Atheist Ernie Perce had dressed up as what he called "Zombie Mohammed" for a march at a Halloween parade in Mechanicsburg, Pa.

That's when Perce charges a Muslim man named Talaag Elbayomy attacked him on the street.

"He grabbed me, choked me from the back and spun me around to try to get my sign off that was wrapped around my neck," Perce recalled.

Police charged the Muslim with harassment. But when the case went to court, Cumberland County's Judge Mark Martin not only threw it out, he slammed Perce for mocking Islam, calling him a "doofus."

Jay Sekulow with the American Center for Law and Justice, offered his insight on the case, on "The 700 Club," March 2. Watch his interview, following this report.

Sekulow aslo gives an update on Iranian Pastor Youcef Nadarkhani, who is facing the death penalty for his Christian faith. For more on how you can help, click here.

"Well, having had the benefit of having spent over two and half years in predominately Muslim countries, I think I know a little bit about the faith of Islam," the judge said.

"So before you start mocking somebody else's religion, you might want to find out a little bit more about it," said Martin, who served three Middle East tours in the U.S. Armed Forces. "It kind of makes you look like a doofus."

Perce said the judge also made reference to being a Muslim in his ruling.

"What you've done is you've completely trashed their essence, their being," the judge said. "They find it very, very, very offensive. I'm a Muslim. I find it offensive."

But in a phone interview, Martin told CBN News he's a life-long Lutheran, not a Muslim.

"The victim claims that I said that I was a Muslim, and he portrayed incorrectly that I was a Muslim, and that I showed biased toward Muslims in my ruling, and really that's ridiculous," Martin told CBN News.

But critics, like Rep. Louie Gohmert, R-Texas, say the judge stepped out of bounds of the First Amendment.

"It's outrageous when a judge just decides, 'I've got a black robe I'm sitting up on high, so I'm going to make up my own law or follow a law other than the Constitution,'" Gohmert told CBN News.

Gohmert, who is a member of the House Judiciary Committee and a former judge himself, said Martin's ruling in this case isn't too far from Islamic Sharia law.

"It sounds like he's Sharia compliant, not constitutionally compliant," the Texas lawmaker said.

Martin, however, stands by his ruling, saying there wasn't enough evidence to find the defendant guilty.
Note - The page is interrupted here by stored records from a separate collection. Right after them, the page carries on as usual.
//! Turns the streamed body of a generate request into text fragments.
//!
//! The body is a sequence of `data: <json>` frames separated by blank lines. UTF-8
//! decoding and frame buffering across chunk boundaries are handled by
//! `eventsource-stream`; this module parses each payload and applies the stream's
//! failure policy: a malformed payload or an `error` field ends the stream. A final frame
//! that the server did not terminate with a blank line is still delivered.

use bytes::Bytes;
use eventsource_stream::{EventStreamError, Eventsource};
use futures::stream::{self, Stream, StreamExt};
use std::pin::Pin;
use std::task::{Context, Poll};

use crate::types::{CancelToken, StreamPayload};
use tidings_core::{Error, Result};

/// Lazy, finite sequence of text fragments read from one response body.
///
/// Not restartable: after the first error or the end of the body it only yields `None`.
pub struct StreamAssembler {
    inner: Pin<Box<dyn Stream<Item = Result<String>> + Send>>,
}

enum Step<T> {
    Cancelled,
    Next(Option<T>),
}

impl StreamAssembler {
    pub fn new<S, E>(body: S, cancel: CancelToken) -> Self
    where
        S: Stream<Item = std::result::Result<Bytes, E>> + Send + 'static,
        E: std::fmt::Display + Send + 'static,
    {
        let stream = async_stream::stream! {
            // Terminates a trailing frame so it is dispatched at end of body
            let flush = stream::once(async { Ok(Bytes::from_static(b"\n\n")) });
            let events = body.chain(flush).eventsource();
            tokio::pin!(events);
            let mut fragments = 0usize;

            loop {
                let step = tokio::select! {
                    biased;
                    _ = cancel.cancelled() => Step::Cancelled,
                    next = events.next() => Step::Next(next),
                };

                let event = match step {
                    Step::Cancelled => {
                        tracing::debug!(fragments, "stream cancelled");
                        yield Err(Error::Cancelled);
                        return;
                    }
                    Step::Next(None) => break,
                    Step::Next(Some(Err(EventStreamError::Transport(e)))) => {
                        tracing::warn!(error = %e, "stream interrupted");
                        yield Err(Error::Transport(e.to_string()));
                        return;
                    }
                    Step::Next(Some(Err(e))) => {
                        tracing::warn!(error = %e, "undecodable stream data");
                        yield Err(Error::Parse(e.to_string()));
                        return;
                    }
                    Step::Next(Some(Ok(event))) => event,
                };

                if event.data.trim().is_empty() {
                    continue;
                }

                let payload = match parse_payload(&event.data) {
                    Ok(payload) => payload,
                    Err(e) => {
                        tracing::warn!(error = %e, "malformed frame payload");
                        yield Err(e);
                        return;
                    }
                };

                if let Some(text) = payload.text.filter(|text| !text.is_empty()) {
                    fragments += 1;
                    yield Ok(text);
                }

                if let Some(message) = payload.error.filter(|message| !message.is_empty()) {
                    tracing::warn!(fragments, error = %message, "upstream reported an error");
                    yield Err(Error::Upstream(message));
                    return;
                }
            }

            tracing::debug!(fragments, "stream finished");
        };

        Self { inner: Box::pin(stream) }
    }
}

impl Stream for StreamAssembler {
    type Item = Result<String>;

    fn poll_next(mut self: Pin<&mut Self>, cx: &mut Context<'_>) -> Poll<Option<Self::Item>> {
        self.inner.as_mut().poll_next(cx)
    }
}

/// Parse the JSON payload of one `data:` frame
pub fn parse_payload(data: &str) -> Result<StreamPayload> {
    serde_json::from_str(data).map_err(|e| Error::Parse(format!("invalid frame payload: {}", e)))
}

/// Drain an assembler into the full reply text
pub async fn collect_text(mut assembler: StreamAssembler) -> Result<String> {
    let mut reply = String::new();
    while let Some(fragment) = assembler.next().await {
        reply.push_str(&fragment?);
    }
    Ok(reply)
}

#[cfg(test)]
mod tests {
    use super::*;
    use bytes::Bytes;
    use futures::stream;

    fn body(chunks: &[&'static str]) -> impl Stream<Item = std::io::Result<Bytes>> + Send + 'static {
        let chunks: Vec<std::io::Result<Bytes>> =
            chunks.iter().map(|chunk| Ok(Bytes::from_static(chunk.as_bytes()))).collect();
        stream::iter(chunks)
    }

    async fn drain(assembler: StreamAssembler) -> Vec<Result<String>> {
        assembler.collect().await
    }

    #[tokio::test]
    async fn test_fragments_in_arrival_order() {
        let assembler = StreamAssembler::new(
            body(&["data: {\"text\":\"Hel\"}\n\n", "data: {\"text\":\"lo\"}\n\n"]),
            CancelToken::new(),
        );

        let text = collect_text(assembler).await.unwrap();
        assert_eq!(text, "Hello");
    }

    #[tokio::test]
    async fn test_frame_split_across_chunks() {
        let assembler = StreamAssembler::new(
            body(&["data: {\"te", "xt\":\"Hel\"}\n", "\ndata: {\"text\":\"lo\"}\n\n"]),
            CancelToken::new(),
        );

        let fragments: Vec<String> = drain(assembler).await.into_iter().map(|f| f.unwrap()).collect();
        assert_eq!(fragments, vec!["Hel".to_string(), "lo".to_string()]);
    }

    #[tokio::test]
    async fn test_multibyte_character_split_across_chunks() {
        let frame = "data: {\"text\":\"你好\"}\n\n".as_bytes();
        let split = frame.iter().position(|&b| b >= 0x80).unwrap() + 1;
        let (head, tail) = frame.split_at(split);

        let chunks = vec![Ok::<_, std::io::Error>(Bytes::copy_from_slice(head)), Ok(Bytes::copy_from_slice(tail))];
        let assembler = StreamAssembler::new(stream::iter(chunks), CancelToken::new());

        assert_eq!(collect_text(assembler).await.unwrap(), "你好");
    }

    #[tokio::test]
    async fn test_several_frames_in_one_chunk() {
        let assembler = StreamAssembler::new(
            body(&["data: {\"text\":\"a\"}\n\ndata: {\"text\":\"b\"}\n\ndata: {\"text\":\"c\"}\n\n"]),
            CancelToken::new(),
        );

        assert_eq!(collect_text(assembler).await.unwrap(), "abc");
    }

    #[tokio::test]
    async fn test_malformed_json_is_fatal() {
        let assembler = StreamAssembler::new(
            body(&[
                "data: {\"text\":\"ok\"}\n\n",
                "data: {not json}\n\n",
                "data: {\"text\":\"never\"}\n\n",
            ]),
            CancelToken::new(),
        );

        let items = drain(assembler).await;
        assert_eq!(items.len(), 2);
        assert_eq!(items[0].as_ref().unwrap(), "ok");
        assert!(matches!(items[1], Err(Error::Parse(_))));
    }

    #[tokio::test]
    async fn test_upstream_error_is_fatal() {
        let assembler = StreamAssembler::new(
            body(&["data: {\"error\":\"boom\"}\n\n", "data: {\"text\":\"never\"}\n\n"]),
            CancelToken::new(),
        );

        let items = drain(assembler).await;
        assert_eq!(items.len(), 1);
        match &items[0] {
            Err(Error::Upstream(message)) => assert_eq!(message, "boom"),
            other => panic!("Expected upstream error, got {:?}", other),
        }
    }

    #[tokio::test]
    async fn test_text_then_error_in_same_payload() {
        let assembler = StreamAssembler::new(
            body(&["data: {\"text\":\"partial\",\"error\":\"cut off\"}\n\n"]),
            CancelToken::new(),
        );

        let items = drain(assembler).await;
        assert_eq!(items.len(), 2);
        assert_eq!(items[0].as_ref().unwrap(), "partial");
        assert!(matches!(items[1], Err(Error::Upstream(_))));
    }

    #[tokio::test]
    async fn test_unterminated_final_frame() {
        let assembler = StreamAssembler::new(
            body(&["data: {\"text\":\"a\"}\n\n", "data: {\"text\":\"b\"}"]),
            CancelToken::new(),
        );

        assert_eq!(collect_text(assembler).await.unwrap(), "ab");
    }

    #[tokio::test]
    async fn test_unterminated_final_error_frame() {
        let assembler = StreamAssembler::new(body(&["data: {\"error\":\"boom\"}\n"]), CancelToken::new());

        let items = drain(assembler).await;
        assert_eq!(items.len(), 1);
        assert!(matches!(&items[0], Err(Error::Upstream(message)) if message == "boom"));
    }

    #[tokio::test]
    async fn test_empty_error_is_ignored() {
        let assembler = StreamAssembler::new(
            body(&["data: {\"text\":\"a\",\"error\":\"\"}\n\n", "data: {\"text\":\"b\"}\n\n"]),
            CancelToken::new(),
        );

        let items = drain(assembler).await;
        assert_eq!(items.len(), 2);
        assert!(items.iter().all(|item| item.is_ok()));
    }

    #[tokio::test]
    async fn test_empty_text_and_comments_skipped() {
        let assembler = StreamAssembler::new(
            body(&[": keep-alive\n\n", "data: {\"text\":\"\"}\n\n", "data: {}\n\n", "data: {\"text\":\"x\"}\n\n"]),
            CancelToken::new(),
        );

        let items = drain(assembler).await;
        assert_eq!(items.len(), 1);
        assert_eq!(items[0].as_ref().unwrap(), "x");
    }

    #[tokio::test]
    async fn test_transport_error_mid_stream() {
        let chunks = vec![
            Ok(Bytes::from_static(b"data: {\"text\":\"Hel\"}\n\n")),
            Err(std::io::Error::new(std::io::ErrorKind::ConnectionReset, "reset by peer")),
        ];
        let assembler = StreamAssembler::new(stream::iter(chunks), CancelToken::new());

        let items = drain(assembler).await;
        assert_eq!(items.len(), 2);
        assert_eq!(items[0].as_ref().unwrap(), "Hel");
        match &items[1] {
            Err(Error::Transport(message)) => assert!(message.contains("reset by peer")),
            other => panic!("Expected transport error, got {:?}", other),
        }
    }

    #[tokio::test]
    async fn test_cancelled_stream() {
        let cancel = CancelToken::new();
        cancel.cancel();

        let assembler = StreamAssembler::new(body(&["data: {\"text\":\"Hel\"}\n\n"]), cancel);
        let items = drain(assembler).await;
        assert_eq!(items.len(), 1);
        assert!(matches!(items[0], Err(Error::Cancelled)));
    }

    #[tokio::test]
    async fn test_cancel_while_waiting_for_data() {
        let cancel = CancelToken::new();
        let pending = stream::pending::<std::io::Result<Bytes>>();
        let mut assembler = StreamAssembler::new(pending, cancel.clone());

        let trigger = tokio::spawn(async move {
            tokio::task::yield_now().await;
            cancel.cancel();
        });

        let first = assembler.next().await;
        assert!(matches!(first, Some(Err(Error::Cancelled))));
        assert!(assembler.next().await.is_none());
        trigger.await.unwrap();
    }

    #[tokio::test]
    async fn test_empty_body() {
        let assembler = StreamAssembler::new(body(&[]), CancelToken::new());
        assert_eq!(collect_text(assembler).await.unwrap(), "");
    }

    #[test]
    fn test_parse_payload() {
        let payload = parse_payload(r#"{"text":"Hel"}"#).unwrap();
        assert_eq!(payload.text.as_deref(), Some("Hel"));

        let err = parse_payload("not json").unwrap_err();
        assert!(err.to_string().contains("invalid frame payload"));
    }
}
He told CBN News he believes one of his roles is to keep peace in the community.

"Just because you have First Amendment rights that allow you to say something doesn't necessarily mean that you should always say that thing you want to say," Martin said.

"What I was trying to do in as quick of a time as I could, (is) educate the victim to try help him understand a little bit about Islam," he explained.

Police Sgt. Brian Curtis, the arresting officer in the case, was not happy with the judge's ruling.

"I believe that I brought a case that showed proof beyond reasonable doubt, and the case was dismissed, and I was disappointed," Curtis said.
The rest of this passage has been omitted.